Evaluation: Performance of Running LLMs with Ollama on Nvidia A40 GPU Server



Test Environment and Configuration

Here’s the detailed specification of the Nvidia A40 hosting server used in our tests:

Server Configuration:

CPU: Dual 18-Core E5-2697v4 (36 cores, 72 threads)
RAM: 256GB
Storage: 240GB SSD + 2TB NVMe + 8TB SATA
Network: 100Mbps-1Gbps connection
OS: Windows 11 Pro

GPU Details:

GPU: Nvidia A40
Compute Capability: 8.6
Microarchitecture: Ampere
CUDA Cores: 10,752
Tensor Cores: 336
GPU Memory: 48GB GDDR6
FP32 Performance: 37.48 TFLOPS

With ultra-high vRAM(48GB) ensures that the A40 Server can run 70b models.

LLMs Reasoning Tested on Ollama with A40

The tests included various models, such as Meta's LLaMA series (70b, 34b, etc.), Qwen series (32b, 72b), and others like Llava and Gemma2. Each model was run with 4-bit quantization to optimize memory and performance, testing the following language models:

Llama2 (70B)
Llama3 (70B)
Llama3.1 (70B)
Llama3.3 (70B)
Qwen (32B, 72B)
Qwen2.5 (14B, 32B, 72B)
Gemma2 (27B)
Llava (34B)
QWQ (32B)

Benchmark Results: Ollama GPU A40 Performance Metrics

The Nvidia A40 performed well, particularly with medium-sized models. Key metrics are summarized below:

Models	llama2	llama3	llama3.1	llama3.3	qwen	qwen	qwen2.5	qwen2.5	qwen2.5	gemma2	llava	qwq
Parameters	70b	70b	70b	70b	32b	72b	14b	32b	72b	27b	34b	32b
Size	39GB	40GB	43GB	43GB	18GB	41GB	9GB	20GB	47GB	16GB	19GB	20GB
Quantization	4	4	4	4	4	4	4	4	4	4	4	4
Running on	Ollama0.5.4	Ollama0.5.4	Ollama0.5.4	Ollama0.5.4	Ollama0.5.4	Ollama0.5.4	Ollama0.5.4	Ollama0.5.4	Ollama0.5.4	Ollama0.5.4	Ollama0.5.4	Ollama0.5.4
Downloading Speed(mb/s)	11	11	11	11	11	11	11	11	11	11	11	11
CPU Rate	2%	2%	3%	2%	3%	17-22%	2%	2%	30-40%	3%	3%	2%
RAM Rate	3%	3%	3%	3%	3%	3%	3%	3%	3%	3%	3%	4%
GPU UTL	98%	94%	94%	94%	90%	66%	83%	92%	42-50%	89%	94%	90%
Eval Rate(tokens/s)	13.52	13.15	12.09	12.10	24.88	8.46	44.59	23.04	5.78	29.17	25.84	23.11

A video to record real-time A40 gpu server resource consumption data:

Screen shoots: Click to enlarge and view

Key Insights

1. Upper Limits of A40's Processing Capability

Nvidia A40's 48GB memory allows stable operation of models up to 70 billion parameters (e.g., LLaMA2 and LLaMA3). At this scale, GPU utilization reached 94%-98%, with an evaluation rate of 12-13 tokens/s.
However, for models like Qwen:72b, despite sufficient memory, the evaluation rate dropped significantly to 8.46 tokens/s, indicating the GPU's performance ceiling. This suggests that the A40 is not ideal for sustained operations of ultra-large models (72b or higher).

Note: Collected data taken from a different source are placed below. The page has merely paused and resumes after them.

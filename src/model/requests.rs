use serde::{Deserialize, Serialize};

/// Body of the cart's add-item call
#[derive(Debug, Clone, PartialEq, Eq, Serialize, Deserialize)]
pub struct AddItemRequest {
    /// Product to add
    #[serde(rename = "pId")]
    pub product_id: String,
}

impl AddItemRequest {
    /// Creates a request adding `product_id`
    pub fn new(product_id: impl Into<String>) -> Self {
        Self {
            product_id: product_id.into(),
        }
    }
}
use crate::error::AppError;
use crate::model::pagination::ApiResponse;
use async_trait::async_trait;
use serde_json::Value;

#[async_trait]
/// Account operations against the identity service
///
/// Form values are forwarded as-is; the returned user normally carries the
/// token to hand to a [`crate::session::SessionStore`].
pub trait IdentityService: Send + Sync {
    /// Signs in with the submitted form values
    async fn login(&self, values: &Value) -> Result<ApiResponse, AppError>;

    /// Creates an account from the submitted form values
    async fn register(&self, values: &Value) -> Result<ApiResponse, AppError>;

    /// Gets the user the current token belongs to
    async fn current_user(&self) -> Result<ApiResponse, AppError>;
}
mod test_routes;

2. Performance on Medium-Scale Models: 32b-34b

For models with 32b-34b parameters (e.g., Qwen:32b, Llava:34b), the A40 performed exceptionally well:

GPU utilization: Stable at 90%-94%
Evaluation rate: 23-26 tokens/s

This makes the A40 well-suited for medium-scale models, delivering high inference speed while efficiently utilizing memory and compute resources.

3. High Efficiency for Small Models

For smaller models (e.g., Qwen2.5:14b), memory and compute demands decreased significantly. In these cases:

GPU utilization: 42%-83%
Evaluation rate: 44.59 tokens/s

The A40 demonstrates excellent value for scenarios requiring multiple simultaneous smaller model operations.

Advantages of Nvidia A40

1. Efficient Memory Management

With 48GB GDDR6, the A40 can stably run models up to 70b parameters and supports 4-bit quantization to save memory.

2. High Inference Performance

When handling medium-sized models (32b-34b), evaluation rates of 25 tokens/s significantly boost inference efficiency.

3. Versatile Adaptability

Whether running ultra-large or small models, the A40 dynamically allocates resources according to task requirements.

Limitations and Recommendations

1. Limited Support for Ultra-Large Models

For models exceeding 70b parameters, the A40's performance is constrained. For such workloads, consider GPUs like the A100 or H100.

2. Network Bottleneck

The download speed during tests averaged 11MB/s, potentially delaying large model loading. Upgrading to faster network environments is advisable.

Comparison: Nvidia A40 vs A6000

Both the Nvidia A40 and Nvidia A6000 come equipped with 48GB of VRAM, making them capable of running models up to 70 billion parameters with similar performance. In practical scenarios, these GPUs are nearly interchangeable for tasks involving models like LLaMA2:70b, with evaluation rates and GPU utilization showing minimal differences.

However, when it comes to models exceeding 72 billion parameters, neither the A40 nor the A6000 can maintain sufficient evaluation speed or stability. For such ultra-large models, GPUs with higher memory capacities, such as the A100 80GB or the H100, are highly recommended. These GPUs offer significantly better memory bandwidth and compute capabilities, ensuring smooth performance for next-generation LLMs.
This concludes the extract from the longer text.